Cedendo espaço para este movimento pode-se, então, reconhecer que os tempos sombrios que politicamente vivemos apenas agravam nossa condição de humanos. Não vencemos o confronto com a natureza, não driblamos os labirintos da racionalidade e não escapamos das relações políticas de poder que constituem o horizonte fático da existência. Contudo, enquanto a Ciência procura fundamentar sua própria atividade e a racionalidade intenta contra a ignorância, as relações de poder e os limites da soberania, díspares e heterogêneas, continuam instrumentalizando o mundo da vida e, como escreveu o filósofo camaronês Achille Mbembe ao cunhar o termo “necropolítica”, escolhem quem deve viver e quem deve morrer. Isso não significa, por sua vez, conformar-se com a precariedade diante de tal condição, mas de aventurar-se contra esta cegueira que apenas a cultura pode romper. Nossos tempos não são sombrios apenas pela depravação moral e intelectual daqueles que politicamente nos governam. Há um conjunto de outros problemas e variáveis que abrem espaço e permitem que tais políticas de segregação possam se aglutinar mais facilmente. A política da morte [“E daí?”] consegue se manter apenas se alguns corpos frágeis forem dispensáveis ou mutilados. Por isso, asfixiar o acesso à Educação ou eliminar as Humanidades, por exemplo, é adubar o solo para que determinadas ideologias – autoritárias e fascistas – possam justificar seus instrumentos a fim de combater o aumento das taxas de criminalidade ou, como afirmaria Michel Foucault, normalizar os corpos e torná-los dóceis.

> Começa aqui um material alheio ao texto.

// SPDX-License-Identifier: Apache-2.0
// Copyright 2024-2026 Qbitel Inc.

//! Minimal X.509 outer-structure parser
//!
//! Only the three top-level fields of a certificate are located:
//!
//! ```text
//! Certificate ::= SEQUENCE {
//!     tbsCertificate       TBSCertificate,
//!     signatureAlgorithm   AlgorithmIdentifier,
//!     signatureValue       BIT STRING }
//! ```
//!
//! The TBS certificate is returned as raw DER so it can be hashed as signed.
//! Nothing inside it is interpreted.

use crate::error::{CryptoError, CryptoResult};

const TAG_SEQUENCE: u8 = 0x30;
const TAG_BIT_STRING: u8 = 0x03;
const TAG_OID: u8 = 0x06;
const TAG_NULL: u8 = 0x05;

/// DER content of OID 1.2.840.113549.1.1.11 (sha256WithRSAEncryption)
pub const OID_SHA256_WITH_RSA: &[u8] = &[0x2A, 0x86, 0x48, 0x86, 0xF7, 0x0D, 0x01, 0x01, 0x0B];

/// Longest length field accepted (4 bytes covers any certificate we store)
const MAX_LENGTH_OCTETS: usize = 4;

/// The signed parts of a certificate
#[derive(Debug, Clone, Copy, PartialEq, Eq)]
pub struct SignedCertificate<'a> {
    /// Full DER encoding of `tbsCertificate`, tag and length included
    pub tbs: &'a [u8],
    /// Signature bytes (BIT STRING contents minus the unused-bits octet)
    pub signature: &'a [u8],
}

/// One DER element
struct Tlv<'a> {
    tag: u8,
    value: &'a [u8],
    /// Tag, length and value
    raw: &'a [u8],
}

/// Read one TLV from the front of `input`, returning it and the remainder
fn read_tlv(input: &[u8]) -> CryptoResult<(Tlv<'_>, &[u8])> {
    let (&tag, rest) = input.split_first().ok_or(CryptoError::MalformedCertificate)?;
    let (&first, mut rest) = rest.split_first().ok_or(CryptoError::MalformedCertificate)?;

    let len = if first & 0x80 == 0 {
        usize::from(first)
    } else {
        let octets = usize::from(first & 0x7F);
        // 0x80 is the BER indefinite form, never valid DER
        if octets == 0 || octets > MAX_LENGTH_OCTETS || octets > rest.len() {
            return Err(CryptoError::MalformedCertificate);
        }
        let mut len = 0usize;
        for &b in &rest[..octets] {
            len = (len << 8) | usize::from(b);
        }
        rest = &rest[octets..];
        len
    };

    if len > rest.len() {
        return Err(CryptoError::MalformedCertificate);
    }
    let header = input.len() - rest.len();
    let (value, remainder) = rest.split_at(len);
    Ok((
        Tlv {
            tag,
            value,
            raw: &input[..header + len],
        },
        remainder,
    ))
}

fn expect_tlv(input: &[u8], tag: u8) -> CryptoResult<(Tlv<'_>, &[u8])> {
    let (tlv, rest) = read_tlv(input)?;
    if tlv.tag != tag {
        return Err(CryptoError::MalformedCertificate);
    }
    Ok((tlv, rest))
}

/// Split a DER certificate into its TBS bytes and RSA signature
///
/// # Errors
///
/// - `CryptoError::MalformedCertificate` if the outer structure does not
///   parse or trailing bytes follow it
/// - `CryptoError::UnsupportedAlgorithm` if the signature algorithm is not
///   sha256WithRSAEncryption
pub fn parse_certificate(der: &[u8]) -> CryptoResult<SignedCertificate<'_>> {
    let (cert, trailing) = expect_tlv(der, TAG_SEQUENCE)?;
    if !trailing.is_empty() {
        return Err(CryptoError::MalformedCertificate);
    }

    let (tbs, rest) = expect_tlv(cert.value, TAG_SEQUENCE)?;
    let (alg, rest) = expect_tlv(rest, TAG_SEQUENCE)?;
    let (sig, rest) = expect_tlv(rest, TAG_BIT_STRING)?;
    if !rest.is_empty() {
        return Err(CryptoError::MalformedCertificate);
    }

    let (oid, params) = expect_tlv(alg.value, TAG_OID)?;
    if oid.value != OID_SHA256_WITH_RSA {
        return Err(CryptoError::UnsupportedAlgorithm);
    }
    // Parameters are absent or NULL
    if !params.is_empty() {
        let (null, after) = expect_tlv(params, TAG_NULL)?;
        if !null.value.is_empty() || !after.is_empty() {
            return Err(CryptoError::MalformedCertificate);
        }
    }

    let (&unused_bits, signature) = sig
        .value
        .split_first()
        .ok_or(CryptoError::MalformedCertificate)?;
    if unused_bits != 0 || signature.is_empty() {
        return Err(CryptoError::MalformedCertificate);
    }

    Ok(SignedCertificate {
        tbs: tbs.raw,
        signature,
    })
}
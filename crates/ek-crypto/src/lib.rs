// SPDX-License-Identifier: Apache-2.0
// Copyright 2024-2026 Qbitel Inc.

//! Endorsement Provisioning Cryptography
//!
//! The primitives consumed by the endorsement pass:
//!
//! - **Secret handling**: zeroize-on-drop buffers, constant-time comparison
//! - **Region digest**: two-level HMAC-SHA256 keyed by the endorsement seed
//! - **Certificates**: X.509 outer-structure parsing and RSA-2048
//!   PKCS#1 v1.5 / SHA-256 verification against compiled-in trust anchors
//!
//! # Security Requirements
//!
//! - Zeroize sensitive data after use
//! - Never log or expose key material
//!
//! The RSA arithmetic allocates; targets must provide a global allocator.

#![no_std]
#![deny(unsafe_code)]
#![warn(missing_docs)]
#![warn(clippy::all)]
#![warn(clippy::pedantic)]
#![allow(clippy::module_name_repetitions)]

pub mod error;
pub mod zeroize_utils;
pub mod region_mac;
pub mod x509;
pub mod anchor;

pub use error::{CryptoError, CryptoResult};
pub use zeroize_utils::{constant_time_eq, secure_zero, SecureBuffer};
pub use region_mac::{region_tag, verify_region_tag, REGION_MAC_SIZE};
pub use anchor::{find_verifying_anchor, TrustAnchor, RSA_F4};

Ora, se não há um mapa científico para ler o futuro, sua ausência também não poderia continuar servindo para legitimar racionalidades que representam um risco ao pluralismo e à vida cotidiana. Por isso, o anarquismo diante do método torna-se similar à resistência face a uma política nefasta e genocida. Não vivemos tempos menos sombrios do que a Idade Média porque, assim como lá, há sonhadores e sonhadoras que continuam  aspirando uma aventura intelectual livre. Contra todo este movimento obscurantista vale recordar, por último, a afirmação de Feyerebend, em Contra o Método: “Algumas ciências (teoria econômica, por exemplo) encontram-se em um estado lastimável. Outras são versáteis o suficiente para transformar um desastre em triunfo”. Não precisamos apenas de vacinas; precisamos de política, cultura e um espaço suficiente democrático para o livre pensar.       

Léo Peruzzo Júnior, professor do Programa de Pós-Graduação em Filosofia – PUCPR. Pós-Doutor em Filosofia pela Università Ca´ Foscari, Veneza.